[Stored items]
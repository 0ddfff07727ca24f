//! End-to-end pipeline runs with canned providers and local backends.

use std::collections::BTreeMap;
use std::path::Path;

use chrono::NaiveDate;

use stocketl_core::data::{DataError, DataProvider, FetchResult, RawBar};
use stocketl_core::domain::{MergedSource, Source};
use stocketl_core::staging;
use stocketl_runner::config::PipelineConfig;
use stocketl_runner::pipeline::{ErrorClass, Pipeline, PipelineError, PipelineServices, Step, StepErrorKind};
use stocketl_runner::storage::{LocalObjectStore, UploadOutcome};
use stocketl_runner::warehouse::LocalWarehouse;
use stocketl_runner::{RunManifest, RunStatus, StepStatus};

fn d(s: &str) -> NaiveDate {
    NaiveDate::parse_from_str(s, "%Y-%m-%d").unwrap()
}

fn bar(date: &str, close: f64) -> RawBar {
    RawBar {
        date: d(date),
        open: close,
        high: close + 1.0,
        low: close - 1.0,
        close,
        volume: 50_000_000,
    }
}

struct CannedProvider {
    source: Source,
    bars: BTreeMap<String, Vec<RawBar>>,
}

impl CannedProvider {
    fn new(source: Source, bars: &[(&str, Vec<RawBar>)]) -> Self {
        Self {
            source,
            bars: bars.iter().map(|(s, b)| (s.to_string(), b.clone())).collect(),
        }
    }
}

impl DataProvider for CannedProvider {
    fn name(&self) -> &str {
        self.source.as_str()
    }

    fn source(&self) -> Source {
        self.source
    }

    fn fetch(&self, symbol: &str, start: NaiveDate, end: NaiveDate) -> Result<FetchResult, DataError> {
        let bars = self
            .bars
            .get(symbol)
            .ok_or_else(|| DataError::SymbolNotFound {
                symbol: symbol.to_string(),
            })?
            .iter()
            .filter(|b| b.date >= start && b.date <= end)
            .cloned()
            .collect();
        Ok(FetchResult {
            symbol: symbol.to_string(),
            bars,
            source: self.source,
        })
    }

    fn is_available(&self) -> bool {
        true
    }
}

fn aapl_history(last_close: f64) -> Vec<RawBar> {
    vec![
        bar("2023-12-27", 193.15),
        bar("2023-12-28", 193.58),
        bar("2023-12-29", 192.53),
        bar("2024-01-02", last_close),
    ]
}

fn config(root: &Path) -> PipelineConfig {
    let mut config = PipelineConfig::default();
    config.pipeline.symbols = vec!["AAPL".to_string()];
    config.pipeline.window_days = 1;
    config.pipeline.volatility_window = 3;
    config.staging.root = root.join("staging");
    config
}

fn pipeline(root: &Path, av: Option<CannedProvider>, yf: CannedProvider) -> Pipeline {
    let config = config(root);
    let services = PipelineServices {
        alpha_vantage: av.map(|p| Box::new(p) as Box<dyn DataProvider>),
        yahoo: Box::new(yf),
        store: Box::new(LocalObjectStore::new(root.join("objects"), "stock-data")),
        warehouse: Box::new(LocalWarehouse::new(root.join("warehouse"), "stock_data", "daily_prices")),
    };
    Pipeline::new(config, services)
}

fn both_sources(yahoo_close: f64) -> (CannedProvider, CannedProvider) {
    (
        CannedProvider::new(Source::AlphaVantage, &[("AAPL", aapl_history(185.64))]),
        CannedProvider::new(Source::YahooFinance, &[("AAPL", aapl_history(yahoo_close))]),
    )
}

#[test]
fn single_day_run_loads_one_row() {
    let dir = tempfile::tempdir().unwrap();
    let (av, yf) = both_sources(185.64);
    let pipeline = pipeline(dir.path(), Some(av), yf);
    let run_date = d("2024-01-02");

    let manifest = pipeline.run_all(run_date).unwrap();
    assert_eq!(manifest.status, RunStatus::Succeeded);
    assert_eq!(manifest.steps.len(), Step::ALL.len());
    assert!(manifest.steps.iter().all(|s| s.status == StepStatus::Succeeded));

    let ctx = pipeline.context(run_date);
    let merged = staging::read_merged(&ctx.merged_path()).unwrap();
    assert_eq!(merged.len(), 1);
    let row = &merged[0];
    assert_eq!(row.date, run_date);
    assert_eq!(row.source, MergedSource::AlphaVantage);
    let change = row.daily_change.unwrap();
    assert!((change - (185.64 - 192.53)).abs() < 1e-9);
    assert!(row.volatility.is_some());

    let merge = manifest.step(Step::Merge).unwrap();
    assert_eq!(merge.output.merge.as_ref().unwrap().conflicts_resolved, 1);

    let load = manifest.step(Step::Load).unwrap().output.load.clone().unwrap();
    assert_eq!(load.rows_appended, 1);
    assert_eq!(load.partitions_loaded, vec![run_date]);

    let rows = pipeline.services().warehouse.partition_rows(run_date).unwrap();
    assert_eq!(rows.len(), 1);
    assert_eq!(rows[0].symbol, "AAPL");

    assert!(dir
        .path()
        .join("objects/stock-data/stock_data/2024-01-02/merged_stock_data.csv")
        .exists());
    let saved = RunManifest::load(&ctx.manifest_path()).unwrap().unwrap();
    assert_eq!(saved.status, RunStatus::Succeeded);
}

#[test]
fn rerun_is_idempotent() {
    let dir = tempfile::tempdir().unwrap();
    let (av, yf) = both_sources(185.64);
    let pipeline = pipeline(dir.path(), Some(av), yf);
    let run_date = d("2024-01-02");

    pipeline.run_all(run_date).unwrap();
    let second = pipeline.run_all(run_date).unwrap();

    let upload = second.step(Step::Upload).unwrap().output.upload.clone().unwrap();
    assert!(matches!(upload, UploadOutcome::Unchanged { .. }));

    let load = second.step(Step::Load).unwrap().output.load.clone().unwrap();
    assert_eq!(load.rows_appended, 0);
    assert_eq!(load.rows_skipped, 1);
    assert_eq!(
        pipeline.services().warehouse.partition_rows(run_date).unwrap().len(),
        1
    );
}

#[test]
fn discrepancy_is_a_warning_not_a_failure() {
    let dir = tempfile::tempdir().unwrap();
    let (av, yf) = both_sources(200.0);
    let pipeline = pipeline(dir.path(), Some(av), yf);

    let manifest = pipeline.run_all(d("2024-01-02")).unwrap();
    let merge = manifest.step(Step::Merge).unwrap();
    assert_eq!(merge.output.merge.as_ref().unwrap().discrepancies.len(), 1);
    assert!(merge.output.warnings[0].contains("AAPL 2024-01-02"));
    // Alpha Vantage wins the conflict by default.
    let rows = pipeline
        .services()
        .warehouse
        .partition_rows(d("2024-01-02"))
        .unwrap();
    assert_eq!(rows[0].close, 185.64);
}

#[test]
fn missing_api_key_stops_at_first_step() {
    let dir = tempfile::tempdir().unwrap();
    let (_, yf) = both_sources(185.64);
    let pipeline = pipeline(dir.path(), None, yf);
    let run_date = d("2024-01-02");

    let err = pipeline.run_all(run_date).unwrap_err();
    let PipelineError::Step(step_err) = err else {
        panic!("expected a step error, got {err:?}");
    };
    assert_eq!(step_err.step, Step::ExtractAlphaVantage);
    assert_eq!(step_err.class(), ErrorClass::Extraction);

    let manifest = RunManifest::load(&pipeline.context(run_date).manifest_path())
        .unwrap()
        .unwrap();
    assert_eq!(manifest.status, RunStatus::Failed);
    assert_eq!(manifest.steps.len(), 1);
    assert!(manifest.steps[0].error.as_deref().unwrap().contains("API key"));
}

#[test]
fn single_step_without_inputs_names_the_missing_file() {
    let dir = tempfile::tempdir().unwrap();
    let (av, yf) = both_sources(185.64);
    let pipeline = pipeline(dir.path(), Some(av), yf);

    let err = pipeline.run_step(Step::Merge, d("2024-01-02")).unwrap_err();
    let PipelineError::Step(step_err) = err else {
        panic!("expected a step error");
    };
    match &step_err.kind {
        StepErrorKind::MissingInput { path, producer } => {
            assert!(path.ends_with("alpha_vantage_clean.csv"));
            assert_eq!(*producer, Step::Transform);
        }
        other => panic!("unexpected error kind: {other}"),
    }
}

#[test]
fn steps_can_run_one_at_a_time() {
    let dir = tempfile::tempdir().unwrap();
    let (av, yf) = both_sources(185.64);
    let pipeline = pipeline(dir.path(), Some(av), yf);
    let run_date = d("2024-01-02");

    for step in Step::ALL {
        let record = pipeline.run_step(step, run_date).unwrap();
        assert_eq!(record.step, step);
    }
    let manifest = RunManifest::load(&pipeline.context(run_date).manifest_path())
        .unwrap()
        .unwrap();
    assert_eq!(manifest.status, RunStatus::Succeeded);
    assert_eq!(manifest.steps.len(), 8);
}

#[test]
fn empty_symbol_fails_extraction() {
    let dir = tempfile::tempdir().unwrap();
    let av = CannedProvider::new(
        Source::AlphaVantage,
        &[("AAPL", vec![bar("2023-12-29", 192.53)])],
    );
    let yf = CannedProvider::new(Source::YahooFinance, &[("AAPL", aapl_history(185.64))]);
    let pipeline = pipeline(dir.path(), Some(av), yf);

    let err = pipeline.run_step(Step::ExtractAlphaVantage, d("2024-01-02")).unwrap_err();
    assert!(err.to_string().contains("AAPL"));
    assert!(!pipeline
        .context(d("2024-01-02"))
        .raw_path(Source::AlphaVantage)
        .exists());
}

● **Description of the task**: Line count for "StepErrorKind": say how many lines of the entries above include that word, and give only the number.

● **Response box**: 2